SOURCE RECORDS Block Start

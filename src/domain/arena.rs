use std::collections::HashMap;

use generational_arena::{Arena, Index};
use tracing::instrument;

use crate::domain::entities::{EmployeeData, EmployeeId};
use crate::domain::error::{DomainError, DomainResult, ParentLookupError};

/// Tree node in the arena-based hierarchy structure.
#[derive(Debug)]
pub struct OrgNode {
    /// Employee payload for this node
    pub data: EmployeeData,
    /// Index of the supervisor in the arena, None for the root
    pub parent: Option<Index>,
    /// Indices of direct subordinates, in insertion order
    pub children: Vec<Index>,
}

impl OrgNode {
    pub fn id(&self) -> EmployeeId {
        self.data.id
    }
}

/// Arena-based hierarchy storage.
///
/// Every node keeps an explicit parent index next to its children, and an id
/// index maps employee ids to arena slots. Locating a node and its parent is
/// O(1), walking towards the root is O(depth). No traversal recurses.
#[derive(Debug)]
pub struct OrgArena {
    arena: Arena<OrgNode>,
    root: Option<Index>,
    ids: HashMap<EmployeeId, Index>,
}

impl Default for OrgArena {
    fn default() -> Self {
        Self::new()
    }
}

impl OrgArena {
    pub fn new() -> Self {
        Self {
            arena: Arena::new(),
            root: None,
            ids: HashMap::new(),
        }
    }

    /// Inserts a node below `parent`, or as the root when `parent` is None.
    ///
    /// Ids must be unique across the whole arena; a repeated id is refused
    /// before anything is stored.
    #[instrument(level = "trace", skip(self))]
    pub fn insert_node(
        &mut self,
        data: EmployeeData,
        parent: Option<Index>,
    ) -> DomainResult<Index> {
        if self.ids.contains_key(&data.id) {
            return Err(DomainError::DuplicateEmployee(data.id));
        }
        let id = data.id;
        let node = OrgNode {
            data,
            parent,
            children: Vec::new(),
        };
        let node_idx = self.arena.insert(node);
        self.ids.insert(id, node_idx);

        if let Some(parent_idx) = parent {
            if let Some(parent) = self.arena.get_mut(parent_idx) {
                parent.children.push(node_idx);
            }
        } else {
            self.root = Some(node_idx);
        }

        Ok(node_idx)
    }

    #[instrument(level = "trace", skip(self))]
    pub fn get_node(&self, idx: Index) -> Option<&OrgNode> {
        self.arena.get(idx)
    }

    /// Node at `idx`. Indices handed out by this arena stay valid because
    /// nodes are never removed.
    pub fn node(&self, idx: Index) -> &OrgNode {
        &self.arena[idx]
    }

    #[instrument(level = "trace", skip(self))]
    pub fn root(&self) -> Option<Index> {
        self.root
    }

    pub fn len(&self) -> usize {
        self.arena.len()
    }

    pub fn is_empty(&self) -> bool {
        self.arena.len() == 0
    }

    /// Finds the node carrying `id`.
    #[instrument(level = "trace", skip(self))]
    pub fn locate(&self, id: EmployeeId) -> Option<Index> {
        self.ids.get(&id).copied()
    }

    /// Finds the direct supervisor of `id`.
    #[instrument(level = "trace", skip(self))]
    pub fn locate_parent(&self, id: EmployeeId) -> Result<Index, ParentLookupError> {
        let idx = self.locate(id).ok_or(ParentLookupError::NotFound(id))?;
        self.node(idx).parent.ok_or(ParentLookupError::Root(id))
    }

    /// True when `node` is `ancestor` or sits anywhere below it.
    #[instrument(level = "trace", skip(self))]
    pub fn is_within(&self, ancestor: Index, node: Index) -> bool {
        let mut current = Some(node);
        while let Some(idx) = current {
            if idx == ancestor {
                return true;
            }
            current = self.node(idx).parent;
        }
        false
    }

    /// Detaches `node` from its current parent and appends it to `new_parent`.
    ///
    /// Callers guarantee that `node` is not the root and that `new_parent` is
    /// not inside the subtree of `node`.
    #[instrument(level = "trace", skip(self))]
    pub(crate) fn reparent(&mut self, node: Index, new_parent: Index) {
        if let Some(old_parent) = self.arena[node].parent {
            self.arena[old_parent].children.retain(|&c| c != node);
        }
        self.arena[new_parent].children.push(node);
        self.arena[node].parent = Some(new_parent);
    }

    /// Ids of `idx` and everything below it, in preorder.
    #[instrument(level = "trace", skip(self))]
    pub fn subtree_ids(&self, idx: Index) -> Vec<EmployeeId> {
        PreOrderIterator::starting_at(self, idx)
            .map(|(_, node)| node.id())
            .collect()
    }

    #[instrument(level = "trace", skip(self))]
    pub fn iter(&self) -> PreOrderIterator {
        PreOrderIterator::new(self)
    }

    #[instrument(level = "trace", skip(self))]
    pub fn iter_postorder(&self) -> PostOrderIterator {
        PostOrderIterator::new(self)
    }

    /// Number of levels in the tree; a lone root has depth 1.
    #[instrument(level = "debug", skip(self))]
    pub fn depth(&self) -> usize {
        let mut max_depth = 0;
        let mut stack: Vec<(Index, usize)> = self.root.map(|r| (r, 1)).into_iter().collect();

        while let Some((idx, depth)) = stack.pop() {
            max_depth = max_depth.max(depth);
            for &child in &self.node(idx).children {
                stack.push((child, depth + 1));
            }
        }
        max_depth
    }
}

pub struct PreOrderIterator<'a> {
    arena: &'a OrgArena,
    stack: Vec<Index>,
}

impl<'a> PreOrderIterator<'a> {
    fn new(arena: &'a OrgArena) -> Self {
        Self {
            arena,
            stack: arena.root().into_iter().collect(),
        }
    }

    fn starting_at(arena: &'a OrgArena, start: Index) -> Self {
        Self {
            arena,
            stack: vec![start],
        }
    }
}

impl<'a> Iterator for PreOrderIterator<'a> {
    type Item = (Index, &'a OrgNode);

    fn next(&mut self) -> Option<Self::Item> {
        let current_idx = self.stack.pop()?;
        let node = self.arena.get_node(current_idx)?;
        // Push children in reverse order for left-to-right traversal
        for &child in node.children.iter().rev() {
            self.stack.push(child);
        }
        Some((current_idx, node))
    }
}

pub struct PostOrderIterator<'a> {
    arena: &'a OrgArena,
    stack: Vec<(Index, bool)>,
}

impl<'a> PostOrderIterator<'a> {
    fn new(arena: &'a OrgArena) -> Self {
        Self {
            arena,
            stack: arena.root().map(|r| (r, false)).into_iter().collect(),
        }
    }
}

impl<'a> Iterator for PostOrderIterator<'a> {
    type Item = (Index, &'a OrgNode);

    fn next(&mut self) -> Option<Self::Item> {
        while let Some((current_idx, visited)) = self.stack.pop() {
            if let Some(node) = self.arena.get_node(current_idx) {
                if !visited {
                    self.stack.push((current_idx, true));
                    for &child in node.children.iter().rev() {
                        self.stack.push((child, false));
                    }
                } else {
                    return Some((current_idx, node));
                }
            }
        }
        None
    }
}

#[cfg(test)]
mod tests {
    use super::*;

    fn data(id: EmployeeId) -> EmployeeData {
        EmployeeData {
            id,
            name: format!("E{id}"),
        }
    }

    /// 1 -> (2 -> (3, 4), 5)
    fn sample() -> (OrgArena, [Index; 5]) {
        let mut arena = OrgArena::new();
        let i1 = arena.insert_node(data(1), None).unwrap();
        let i2 = arena.insert_node(data(2), Some(i1)).unwrap();
        let i3 = arena.insert_node(data(3), Some(i2)).unwrap();
        let i4 = arena.insert_node(data(4), Some(i2)).unwrap();
        let i5 = arena.insert_node(data(5), Some(i1)).unwrap();
        (arena, [i1, i2, i3, i4, i5])
    }

    #[test]
    fn test_preorder_visits_children_in_insertion_order() {
        let (arena, _) = sample();
        let ids: Vec<_> = arena.iter().map(|(_, n)| n.id()).collect();
        assert_eq!(ids, vec![1, 2, 3, 4, 5]);
    }

    #[test]
    fn test_postorder_visits_children_before_parent() {
        let (arena, _) = sample();
        let ids: Vec<_> = arena.iter_postorder().map(|(_, n)| n.id()).collect();
        assert_eq!(ids, vec![3, 4, 2, 5, 1]);
    }

    #[test]
    fn test_duplicate_id_is_rejected() {
        let (mut arena, [i1, ..]) = sample();
        let result = arena.insert_node(data(4), Some(i1));
        assert_eq!(result, Err(DomainError::DuplicateEmployee(4)));
        assert_eq!(arena.len(), 5);
    }

    #[test]
    fn test_locate_parent_distinguishes_root_from_missing() {
        let (arena, [_, i2, ..]) = sample();
        assert_eq!(arena.locate_parent(3), Ok(i2));
        assert_eq!(arena.locate_parent(1), Err(ParentLookupError::Root(1)));
        assert_eq!(arena.locate_parent(42), Err(ParentLookupError::NotFound(42)));
    }

    #[test]
    fn test_is_within_follows_parent_links() {
        let (arena, [i1, i2, i3, _, i5]) = sample();
        assert!(arena.is_within(i2, i3));
        assert!(arena.is_within(i2, i2));
        assert!(arena.is_within(i1, i5));
        assert!(!arena.is_within(i2, i5));
        assert!(!arena.is_within(i3, i2));
    }

    #[test]
    fn test_reparent_moves_whole_subtree() {
        let (mut arena, [i1, i2, _, _, i5]) = sample();
        arena.reparent(i2, i5);

        assert_eq!(arena.node(i2).parent, Some(i5));
        assert_eq!(arena.node(i1).children, vec![i5]);
        assert_eq!(arena.node(i5).children, vec![i2]);
        assert_eq!(arena.subtree_ids(i2), vec![2, 3, 4]);
        assert_eq!(arena.depth(), 4);
    }

    #[test]
    fn test_deep_chain_does_not_recurse() {
        const DEPTH: u64 = 100_000;
        let mut arena = OrgArena::new();
        let root = arena.insert_node(data(0), None).unwrap();
        let mut last = root;
        for id in 1..DEPTH {
            last = arena.insert_node(data(id), Some(last)).unwrap();
        }

        assert_eq!(arena.depth(), DEPTH as usize);
        assert!(arena.is_within(root, last));
        assert_eq!(arena.iter_postorder().count(), DEPTH as usize);

        let second = arena.locate(1).unwrap();
        arena.reparent(last, root);
        assert_eq!(arena.depth(), (DEPTH - 1) as usize);
        assert_eq!(arena.node(root).children, vec![second, last]);
    }
}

SOURCE RECORDS Block End

Begin at the first line of the records above and restate each line word for word, stopping after the line with "pub struct OrgNode".

filename src/domain/arena.rs
use std::collections::HashMap;

use generational_arena::{Arena, Index};
use tracing::instrument;

use crate::domain::entities::{EmployeeData, EmployeeId};
use crate::domain::error::{DomainError, DomainResult, ParentLookupError};

/// Tree node in the arena-based hierarchy structure.
#[derive(Debug)]
pub struct OrgNode {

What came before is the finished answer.